Ontogenesis of Alexandre Reymond
– Prof. Reymond, could you briefly present yourself?
AR: I was born in Vevey, a town in Switzerland, in the canton of Vaud on the northern shore of Lake Geneva, near Lausanne.
– So, you are a child from the region?
AR: Yes. The family name “Reymond” is typical for the region around Vaulion. It is there that my roots lie along my father’s side, who comes from the Vaud part of the Jura. His parents had a farm there. And my mother comes from the Ticino…
– … you speak Italian?
AR: Yes, I do.
– You grew up in the area?
AR: Yes, I grew up on the Vaud Riviera and following my studies in Biology and Biochemistry at the University of Lausanne, I did my PhD thesis at the ISREC, the Swiss Institute of Experimental Cancer Research, in those days an independent institute before it became embedded within EPFL.
– What was the topic of your PhD thesis?
AR: I worked on the regulation of cell cycle using yeast as a model. My mentor was Viesturs Simanis, coming from the school of Nobel Laureate Paul Nurse.
– Following his PhD, a scientist nearly always goes for a postdoctoral training. May I assume that you are no exception to that rule?
AR: That is a correct assumption. I went for a postdoc to Harvard Medical School in Boston, in the laboratory of Roger Brent, known for his work on gene regulation and systems biology using fusion proteins. He studies the quantitative behaviours of cell signaling systems and the origins and consequences of variation in them. Roger Brent is one of the inventors of the yeast two-hybrid system, a technology, which we were using to identify protein-protein interactions.
– Which proteins were you interested in?
AR: Our research field was signal transduction and we were studying cell cycle regulators and proteins encoded by oncogenes.
– What happened next?
AR: After that, I was offered a job as a group leader at the Telethon Institute of Genetics and Medicine (TIGEM), which was in Milano in those days. TIGEM is an institute that specializes in the genetics of rare diseases and as such was highly interested in the Human Genome Project, as you can imagine.
– When was this?
AR: We are talking about 1998, at the dawn of the genomics era. In those days, we were using the yeast two-hybrid system as a tool to annotate the genome.
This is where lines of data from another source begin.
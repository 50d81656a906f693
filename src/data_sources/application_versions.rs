//! `apptrust_application_versions` data source.

use async_trait::async_trait;
use serde::{Deserialize, Serialize};
use serde_json::Value;
use tracing::info;

use super::{query_from, to_value, with_computed, DataSource};
use crate::client::{expand_path, ApiClient};
use crate::error::ProviderError;
use crate::resources::application_version::VERSIONS_PATH;
use crate::resources::required_str;
use crate::schema::{Attribute, AttributeType, Schema};

const FILTERS: [(&str, &str); 6] = [
    ("created_by", "created_by"),
    ("release_status", "release_status"),
    ("tag", "tag"),
    ("offset", "offset"),
    ("limit", "limit"),
    ("order_asc", "order_asc"),
];

#[derive(Debug, Default, Deserialize, Serialize)]
#[serde(default)]
struct VersionSummary {
    version: String,
    tag: String,
    status: String,
    release_status: String,
    current_stage: String,
    created_by: String,
    created: String,
}

#[derive(Debug, Default, Deserialize)]
#[serde(default)]
struct VersionsPage {
    versions: Vec<VersionSummary>,
    total: i64,
}

/// Lists the versions of one application.
#[derive(Debug, Default, Clone, Copy)]
pub struct ApplicationVersionsDataSource;

impl ApplicationVersionsDataSource {
    /// Type name of this data source.
    pub const TYPE_NAME: &'static str = "apptrust_application_versions";

    /// Constructor used by the registry.
    pub fn boxed() -> Box<dyn DataSource> {
        Box::new(Self)
    }
}

#[async_trait]
impl DataSource for ApplicationVersionsDataSource {
    fn type_name(&self) -> &'static str {
        Self::TYPE_NAME
    }

    fn schema(&self) -> Schema {
        let summary = AttributeType::object(
            ["version", "tag", "status", "release_status", "current_stage", "created_by", "created"]
                .map(|name| (name, AttributeType::String)),
        );
        Schema::v0()
            .with_description("Returns the versions of an AppTrust application.")
            .with_attribute("application_key", Attribute::required_string())
            .with_attribute("created_by", Attribute::optional_string())
            .with_attribute(
                "release_status",
                Attribute::optional_string()
                    .with_description("pre_release, released or trusted_release."),
            )
            .with_attribute("tag", Attribute::optional_string())
            .with_attribute("offset", Attribute::optional_int64())
            .with_attribute("limit", Attribute::optional_int64())
            .with_attribute("order_asc", Attribute::optional_bool())
            .with_attribute("versions", Attribute::computed(AttributeType::list(summary)))
            .with_attribute("total", Attribute::computed_int64())
    }

    async fn read(&self, client: &ApiClient, config: &Value) -> Result<Value, ProviderError> {
        let key = required_str(config, "application_key")?;
        info!(application_key = key, "listing application versions");

        let response = client
            .get(
                &expand_path(VERSIONS_PATH, &[("application_key", key)]),
                &query_from(config, &FILTERS),
            )
            .await?;
        if response.is_not_found() {
            return Ok(with_computed(
                config,
                [("versions", Value::Null), ("total", Value::from(0))],
            ));
        }
        let page: VersionsPage = response
            .ensure_success("read", "application versions")?
            .json()?;

        Ok(with_computed(
            config,
            [
                ("versions", to_value(&page.versions)?),
                ("total", Value::from(page.total)),
            ],
        ))
    }
}

#[cfg(test)]
mod tests {
    use super::*;
    use crate::testing::test_client;
    use serde_json::json;
    use wiremock::matchers::{method, path, query_param};
    use wiremock::{Mock, MockServer, ResponseTemplate};

    #[tokio::test]
    async fn test_read_versions() {
        let server = MockServer::start().await;
        Mock::given(method("GET"))
            .and(path("/apptrust/api/v1/applications/app/versions"))
            .and(query_param("release_status", "released"))
            .and(query_param("order_asc", "true"))
            .respond_with(ResponseTemplate::new(200).set_body_json(json!({
                "versions": [{"version": "1.0.0", "release_status": "released", "current_stage": "PROD"}],
                "total": 1,
                "limit": 25,
                "offset": 0
            })))
            .expect(1)
            .mount(&server)
            .await;

        let config = json!({"application_key": "app", "release_status": "released", "order_asc": true});
        let out = ApplicationVersionsDataSource
            .read(&test_client(&server.uri()), &config)
            .await
            .unwrap();
        assert_eq!(out["total"], json!(1));
        assert_eq!(out["versions"][0]["version"], json!("1.0.0"));
        assert_eq!(out["versions"][0]["tag"], json!(""));
        assert_eq!(out["versions"][0]["current_stage"], json!("PROD"));
    }

    #[tokio::test]
    async fn test_unknown_application_yields_no_versions() {
        let server = MockServer::start().await;
        Mock::given(method("GET"))
            .respond_with(ResponseTemplate::new(404))
            .mount(&server)
            .await;

        let out = ApplicationVersionsDataSource
            .read(&test_client(&server.uri()), &json!({"application_key": "nope"}))
            .await
            .unwrap();
        assert_eq!(out, json!({"application_key": "nope", "versions": null, "total": 0}));
    }
}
So, I was coming from a high-throughput technology approach and entering a domain, which was on the verge of exploring high-throughput platforms in the field of medical genetics.
– So, you did research on genetically determined diseases?
AR: Correct. We used a functional genomics approach based on systematic data gathering, to characterize a family of proteins containing a tripartite motif: TRIM. Actually, I launched that abbreviation. The TRIM motif includes a RING finger domain, one or two B-box zinc finger domains and a coiled-coil region. Members of the TRIM protein family are found in all multicellular eukaryotes and function in a wide range of cellular processes such as cell cycle regulation, differentiation, development, oncogenesis and viral response. And over the past years, several TRIM proteins have been reported to control gene expression through regulation of the activity of numerous transcription factors. So, some of these TRIM proteins turned out to be relevant for medical genetics.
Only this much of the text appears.